### Exercise details
Copy all lines containing the string "pattern" from the records below.

(Saved entries)
= = = =

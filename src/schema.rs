//! Database schema catalog.
//!
//! Introspects the connected database into a [`SchemaMap`] and renders the
//! compact, question-relevant projection of it that grounds query synthesis.
//!
//! # Filtering
//!
//! A column is kept when the question mentions it or its table. When nothing
//! in the question matches, the first [`FALLBACK_TABLE_LIMIT`] tables with at
//! most [`FALLBACK_COLUMN_LIMIT`] columns each are rendered instead, so the
//! model always receives some grounding and the prompt stays bounded.
//!
//! # Example
//!
//! ```
//! use nl2sql_assistant::schema::{SchemaMap, filter_schema};
//!
//! let mut schema = SchemaMap::default();
//! schema.insert("items", vec!["item_name".into(), "price".into()]);
//! schema.insert("orders", vec!["order_id".into(), "total".into()]);
//!
//! let filtered = filter_schema(&schema, "what is the price of item X");
//! assert_eq!(filtered, "TABLE items: item_name, price");
//! ```

use std::collections::HashSet;

use indexmap::IndexMap;
use serde::Serialize;
use tracing::debug;

use crate::{error::AppResult, executor::DataSource};

/// Maximum number of tables rendered when nothing in the question matched
pub const FALLBACK_TABLE_LIMIT: usize = 10;

/// Maximum number of columns per table rendered in the fallback sample
pub const FALLBACK_COLUMN_LIMIT: usize = 8;

/// Ordered mapping of table name to its column names.
///
/// Iteration follows introspection order.
#[derive(Debug, Clone, Default, PartialEq, Serialize)]
pub struct SchemaMap {
    pub tables: IndexMap<String, Vec<String>>
}

impl SchemaMap {
    /// Add or replace a table
    pub fn insert(&mut self, table: impl Into<String>, columns: Vec<String>) {
        self.tables.insert(table.into(), columns);
    }

    pub fn len(&self) -> usize {
        self.tables.len()
    }

    pub fn is_empty(&self) -> bool {
        self.tables.is_empty()
    }

    /// Render every table as a `TABLE name: col, ...` line
    pub fn to_summary(&self) -> String {
        render(self.tables.iter().map(|(t, c)| (t.as_str(), c.as_slice())))
    }
}

/// Introspect the data source into a fresh [`SchemaMap`].
///
/// # Errors
///
/// Propagates any failure of the data source.
pub fn fetch_schema(source: &dyn DataSource) -> AppResult<SchemaMap> {
    let mut schema = SchemaMap::default();
    for table in source.list_tables()? {
        let columns = source.list_columns(&table)?;
        schema.insert(table, columns);
    }
    debug!(tables = schema.len(), "schema fetched");
    Ok(schema)
}

/// Render the part of the schema relevant to a question.
pub fn filter_schema(schema: &SchemaMap, question: &str) -> String {
    let q = question.to_lowercase();
    let tokens = tokenize(&q);
    let mut matches: IndexMap<&str, Vec<&str>> = IndexMap::new();
    for (table, columns) in &schema.tables {
        let table_lower = table.to_lowercase();
        let table_hit = q.contains(&table_lower) || token_match(&tokens, &table_lower);
        for column in columns {
            let column_lower = column.to_lowercase();
            if table_hit || q.contains(&column_lower) || token_match(&tokens, &column_lower) {
                matches.entry(table.as_str()).or_default().push(column.as_str());
            }
        }
    }
    if !matches.is_empty() {
        debug!(tables = matches.len(), "schema filtered by question");
        return render(matches.iter().map(|(t, c)| (*t, c.as_slice())));
    }
    debug!("no schema match, using fallback sample");
    render(
        schema
            .tables
            .iter()
            .take(FALLBACK_TABLE_LIMIT)
            .map(|(t, c)| (t.as_str(), &c[..c.len().min(FALLBACK_COLUMN_LIMIT)]))
    )
}

fn render<'a, S, I>(tables: I) -> String
where
    S: AsRef<str> + 'a,
    I: Iterator<Item = (&'a str, &'a [S])>
{
    tables
        .map(|(table, columns)| {
            let cols: Vec<&str> = columns.iter().map(|c| c.as_ref()).collect();
            format!("TABLE {}: {}", table, cols.join(", "))
        })
        .collect::<Vec<_>>()
        .join("\n")
}

fn tokenize(question: &str) -> HashSet<&str> {
    question
        .split(|c: char| !(c.is_alphanumeric() || c == '_'))
        .filter(|t| !t.is_empty())
        .collect()
}

/// Token-level match tolerating a trailing plural `s` on either side.
fn token_match(tokens: &HashSet<&str>, name: &str) -> bool {
    if name.is_empty() {
        return false;
    }
    if tokens.contains(name) {
        return true;
    }
    if let Some(singular) = name.strip_suffix('s')
        && !singular.is_empty()
        && tokens.contains(singular)
    {
        return true;
    }
    tokens.contains(format!("{}s", name).as_str())
}

#[cfg(test)]
mod tests {
    use super::*;

    #[test]
    fn test_tokenize_splits_on_punctuation() {
        let tokens = tokenize("price of item_name, x?");
        assert!(tokens.contains("price"));
        assert!(tokens.contains("item_name"));
        assert!(tokens.contains("x"));
    }

    #[test]
    fn test_token_match_plural() {
        let tokens = tokenize("price of item x");
        assert!(token_match(&tokens, "items"));
        assert!(!token_match(&tokens, "orders"));
    }

    #[test]
    fn test_token_match_singular_name() {
        let tokens = tokenize("all customers");
        assert!(token_match(&tokens, "customer"));
    }

    #[test]
    fn test_token_match_empty_name() {
        let tokens = tokenize("anything");
        assert!(!token_match(&tokens, ""));
    }
}
//! Question intent classification.
//!
//! Routes a question to the structured (SQL) path or the narrative (text)
//! path using an ordered list of rules. Rules are evaluated top to bottom and
//! the first match decides, so the definitional rule placed first dominates
//! every structured vocabulary rule below it.
//!
//! | Order | Rule | Mode |
//! |-------|------|------|
//! | 1 | `definition` | Narrative |
//! | 2 | `price` | Structured |
//! | 3 | `stock` | Structured |
//! | 4 | `listing` | Structured |
//! | 5 | `count` | Structured |
//! | 6 | `sales` | Structured |
//!
//! Questions no rule matches are narrative.
//!
//! # Example
//!
//! ```
//! use nl2sql_assistant::intent::{Mode, classify};
//!
//! assert_eq!(classify("show me the stock for item X"), Mode::Structured);
//! assert_eq!(classify("what is total stock"), Mode::Narrative);
//! ```

use std::{fmt, sync::LazyLock};

use regex::Regex;
use serde::Serialize;

/// How a question will be answered.
#[derive(Debug, Clone, Copy, PartialEq, Eq, Serialize)]
pub enum Mode {
    /// Answer with one SQL statement against relational data
    Structured,
    /// Answer with free text, optionally grounded in retrieved documents
    Narrative
}

impl fmt::Display for Mode {
    fn fmt(&self, f: &mut fmt::Formatter<'_>) -> fmt::Result {
        match self {
            Self::Structured => write!(f, "SQL"),
            Self::Narrative => write!(f, "TEXT")
        }
    }
}

/// One entry of the ordered rule list.
pub struct IntentRule {
    pub name:    &'static str,
    pub pattern: Regex,
    pub mode:    Mode
}

impl IntentRule {
    fn new(name: &'static str, pattern: &str, mode: Mode) -> Self {
        Self {
            name,
            pattern: Regex::new(pattern).expect("valid regex"),
            mode
        }
    }

    pub fn matches(&self, question: &str) -> bool {
        self.pattern.is_match(question)
    }
}

/// Ordered rules; first match wins.
static RULES: LazyLock<Vec<IntentRule>> = LazyLock::new(|| {
    vec![
        IntentRule::new(
            "definition",
            r"^(what is|who is|define|explain|describe|meaning of|tell me about|how to)",
            Mode::Narrative
        ),
        IntentRule::new(
            "price",
            r"\b(price|sale price|purchase price|sales_price|cost|rate|amount|value)\b",
            Mode::Structured
        ),
        IntentRule::new(
            "stock",
            r"\b(stock|quantity|qty|how many|total stock|inventory)\b",
            Mode::Structured
        ),
        IntentRule::new(
            "listing",
            r"\b(list|get|show|fetch|display)\s+(items|products|stock|inventory)\b",
            Mode::Structured
        ),
        IntentRule::new("count", r"\b(count|number of|how many)\b", Mode::Structured),
        IntentRule::new(
            "sales",
            r"\b(sales|revenue|total sales|this month sales|last month sales|monthly sales)\b",
            Mode::Structured
        ),
    ]
});

/// The ordered rule list used by [`classify`]
pub fn rules() -> &'static [IntentRule] {
    &RULES
}

/// Classify a question, also reporting which rule decided.
///
/// The rule name is `None` when no rule matched and the narrative default
/// applied.
pub fn classify_with_rule(question: &str) -> (Mode, Option<&'static str>) {
    let q = question.trim().to_lowercase();
    RULES
        .iter()
        .find(|rule| rule.matches(&q))
        .map(|rule| (rule.mode, Some(rule.name)))
        .unwrap_or((Mode::Narrative, None))
}

/// Classify a question as structured or narrative.
pub fn classify(question: &str) -> Mode {
    classify_with_rule(question).0
}
//! Language-model chat completion clients.
//!
//! This module provides a single [`LanguageModel`] seam for the pipeline and an
//! HTTP implementation, [`LlmClient`], that talks to several providers. Every
//! provider answers in its own shape; those shapes are normalized here into a
//! [`Completion`] so nothing downstream has to inspect provider payloads.
//!
//! # Supported Providers
//!
//! | Provider | Endpoint | Authentication |
//! |----------|----------|----------------|
//! | OpenAI-compatible | `{base_url}/chat/completions` | Bearer token |
//! | Anthropic | `api.anthropic.com` | x-api-key header |
//! | Ollama | Local (configurable) | None |
//!
//! OpenAI-compatible endpoints include OpenAI itself and OpenRouter. Some of
//! them return `choices[].message.content`, others `choices[].text`; both are
//! accepted.
//!
//! Calls are never retried. A failed call is reported to the caller, which
//! decides how to recover.
//!
//! # Example
//!
//! ```
//! use nl2sql_assistant::llm::{LlmClient, LlmProvider};
//!
//! let provider = LlmProvider::Ollama {
//!     base_url: "http://localhost:11434".into(),
//!     model:    "llama3.2".into()
//! };
//!
//! let client = LlmClient::new(provider);
//! ```

use std::time::Duration;

use async_trait::async_trait;
use serde::{Deserialize, Serialize};
use tracing::debug;

use crate::{
    config::DEFAULT_TIMEOUT_SECS,
    error::{AppResult, http_error, llm_api_error}
};

/// Default base URL for OpenAI-compatible endpoints
pub const OPENAI_BASE_URL: &str = "https://api.openai.com/v1";

/// Canonical model output handed to the rest of the pipeline.
#[derive(Debug, Clone, Default, PartialEq, Eq)]
pub struct Completion {
    /// Generated text, possibly empty
    pub text: String
}

impl Completion {
    pub fn new(text: impl Into<String>) -> Self {
        Self {
            text: text.into()
        }
    }

    /// Whether the model produced nothing but whitespace
    pub fn is_blank(&self) -> bool {
        self.text.trim().is_empty()
    }
}

/// Chat completion collaborator.
///
/// Implementations may return an empty [`Completion`] or fail with a transport
/// error; callers must tolerate both.
#[async_trait]
pub trait LanguageModel: Send + Sync {
    async fn complete(
        &self,
        system_prompt: &str,
        user_prompt: &str,
        temperature: f32
    ) -> AppResult<Completion>;
}

/// LLM provider configuration with authentication credentials.
#[derive(Debug, Clone)]
pub enum LlmProvider {
    /// OpenAI or any endpoint speaking the same chat completions protocol
    OpenAI {
        /// API key (sk-...)
        api_key:  String,
        /// Model identifier (e.g., "gpt-4o-mini")
        model:    String,
        /// Base URL without the `/chat/completions` suffix
        base_url: String
    },
    /// Anthropic API (Claude models)
    Anthropic {
        /// API key
        api_key: String,
        /// Model identifier (e.g., "claude-sonnet-4-20250514")
        model:   String
    },
    /// Local Ollama instance
    Ollama {
        /// Base URL (e.g., "http://localhost:11434")
        base_url: String,
        /// Model name (e.g., "llama3.2")
        model:    String
    }
}

impl LlmProvider {
    /// Model identifier used for requests
    pub fn model(&self) -> &str {
        match self {
            Self::OpenAI {
                model, ..
            }
            | Self::Anthropic {
                model, ..
            }
            | Self::Ollama {
                model, ..
            } => model
        }
    }
}

/// HTTP client for chat completion APIs.
pub struct LlmClient {
    provider: LlmProvider,
    client:   reqwest::Client
}

#[derive(Serialize)]
struct ChatMessage {
    role:    &'static str,
    content: String
}

#[derive(Serialize)]
struct OpenAIRequest {
    model:       String,
    messages:    Vec<ChatMessage>,
    temperature: f32
}

#[derive(Deserialize, Default)]
struct OpenAIResponse {
    #[serde(default)]
    choices: Vec<OpenAIChoice>
}

#[derive(Deserialize, Default)]
struct OpenAIChoice {
    #[serde(default)]
    message: Option<OpenAIResponseMessage>,
    #[serde(default)]
    text:    Option<String>
}

#[derive(Deserialize, Default)]
struct OpenAIResponseMessage {
    #[serde(default)]
    content: Option<String>
}

#[derive(Serialize)]
struct AnthropicRequest {
    model:       String,
    max_tokens:  u32,
    system:      String,
    temperature: f32,
    messages:    Vec<ChatMessage>
}

#[derive(Deserialize, Default)]
struct AnthropicResponse {
    #[serde(default)]
    content: Vec<AnthropicContent>
}

#[derive(Deserialize)]
struct AnthropicContent {
    #[serde(default)]
    text: Option<String>
}

#[derive(Serialize)]
struct OllamaRequest {
    model:    String,
    messages: Vec<ChatMessage>,
    stream:   bool,
    options:  OllamaOptions
}

#[derive(Serialize)]
struct OllamaOptions {
    temperature: f32
}

#[derive(Deserialize, Default)]
struct OllamaResponse {
    #[serde(default)]
    message:  Option<OpenAIResponseMessage>,
    #[serde(default)]
    response: Option<String>
}

impl OpenAIResponse {
    fn into_completion(self) -> Completion {
        let text = self
            .choices
            .into_iter()
            .next()
            .and_then(|choice| {
                choice
                    .message
                    .and_then(|m| m.content)
                    .filter(|c| !c.trim().is_empty())
                    .or(choice.text)
            })
            .unwrap_or_default();
        Completion::new(text)
    }
}

impl AnthropicResponse {
    fn into_completion(self) -> Completion {
        let text = self
            .content
            .into_iter()
            .find_map(|block| block.text)
            .unwrap_or_default();
        Completion::new(text)
    }
}

impl OllamaResponse {
    fn into_completion(self) -> Completion {
        let text = self
            .message
            .and_then(|m| m.content)
            .or(self.response)
            .unwrap_or_default();
        Completion::new(text)
    }
}

fn messages(system_prompt: &str, user_prompt: &str) -> Vec<ChatMessage> {
    vec![
        ChatMessage {
            role:    "system",
            content: system_prompt.to_string()
        },
        ChatMessage {
            role:    "user",
            content: user_prompt.to_string()
        },
    ]
}

impl LlmClient {
    /// Create new LLM client with the default request timeout
    pub fn new(provider: LlmProvider) -> Self {
        Self::with_timeout(provider, Duration::from_secs(DEFAULT_TIMEOUT_SECS))
    }

    /// Create new LLM client with a custom request timeout
    pub fn with_timeout(provider: LlmProvider, timeout: Duration) -> Self {
        let client = reqwest::Client::builder()
            .timeout(timeout)
            .build()
            .unwrap_or_else(|_| reqwest::Client::new());
        Self {
            provider,
            client
        }
    }

    pub fn provider(&self) -> &LlmProvider {
        &self.provider
    }

    async fn call_openai(
        &self,
        api_key: &str,
        model: &str,
        base_url: &str,
        system_prompt: &str,
        user_prompt: &str,
        temperature: f32
    ) -> AppResult<Completion> {
        let request = OpenAIRequest {
            model: model.to_string(),
            messages: messages(system_prompt, user_prompt),
            temperature
        };
        let url = format!("{}/chat/completions", base_url.trim_end_matches('/'));
        let response = self
            .client
            .post(&url)
            .header("Authorization", format!("Bearer {}", api_key))
            .json(&request)
            .send()
            .await
            .map_err(http_error)?;
        if !response.status().is_success() {
            let status = response.status();
            let text = response.text().await.unwrap_or_default();
            return Err(llm_api_error(format!(
                "OpenAI API error {}: {}",
                status, text
            )));
        }
        let result: OpenAIResponse = response.json().await.map_err(http_error)?;
        Ok(result.into_completion())
    }

    async fn call_anthropic(
        &self,
        api_key: &str,
        model: &str,
        system_prompt: &str,
        user_prompt: &str,
        temperature: f32
    ) -> AppResult<Completion> {
        let request = AnthropicRequest {
            model: model.to_string(),
            max_tokens: 4096,
            system: system_prompt.to_string(),
            temperature,
            messages: vec![ChatMessage {
                role:    "user",
                content: user_prompt.to_string()
            }]
        };
        let response = self
            .client
            .post("https://api.anthropic.com/v1/messages")
            .header("x-api-key", api_key)
            .header("anthropic-version", "2023-06-01")
            .json(&request)
            .send()
            .await
            .map_err(http_error)?;
        if !response.status().is_success() {
            let status = response.status();
            let text = response.text().await.unwrap_or_default();
            return Err(llm_api_error(format!(
                "Anthropic API error {}: {}",
                status, text
            )));
        }
        let result: AnthropicResponse = response.json().await.map_err(http_error)?;
        Ok(result.into_completion())
    }

    async fn call_ollama(
        &self,
        base_url: &str,
        model: &str,
        system_prompt: &str,
        user_prompt: &str,
        temperature: f32
    ) -> AppResult<Completion> {
        let request = OllamaRequest {
            model:    model.to_string(),
            messages: messages(system_prompt, user_prompt),
            stream:   false,
            options:  OllamaOptions {
                temperature
            }
        };
        let url = format!("{}/api/chat", base_url.trim_end_matches('/'));
        let response = self
            .client
            .post(&url)
            .json(&request)
            .send()
            .await
            .map_err(http_error)?;
        if !response.status().is_success() {
            let status = response.status();
            let text = response.text().await.unwrap_or_default();
            return Err(llm_api_error(format!(
                "Ollama API error {}: {}",
                status, text
            )));
        }
        let result: OllamaResponse = response.json().await.map_err(http_error)?;
        Ok(result.into_completion())
    }
}

#[async_trait]
impl LanguageModel for LlmClient {
    async fn complete(
        &self,
        system_prompt: &str,
        user_prompt: &str,
        temperature: f32
    ) -> AppResult<Completion> {
        debug!(model = self.provider.model(), temperature, "calling chat completion");
        match &self.provider {
            LlmProvider::OpenAI {
                api_key,
                model,
                base_url
            } => {
                self.call_openai(
                    api_key,
                    model,
                    base_url,
                    system_prompt,
                    user_prompt,
                    temperature
                )
                .await
            }
            LlmProvider::Anthropic {
                api_key,
                model
            } => {
                self.call_anthropic(api_key, model, system_prompt, user_prompt, temperature)
                    .await
            }
            LlmProvider::Ollama {
                base_url,
                model
            } => {
                self.call_ollama(base_url, model, system_prompt, user_prompt, temperature)
                    .await
            }
        }
    }
}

= = = =

### Solution for this problem
    pub pattern: Regex,
    fn new(name: &'static str, pattern: &str, mode: Mode) -> Self {
            pattern: Regex::new(pattern).expect("valid regex"),
        self.pattern.is_match(question)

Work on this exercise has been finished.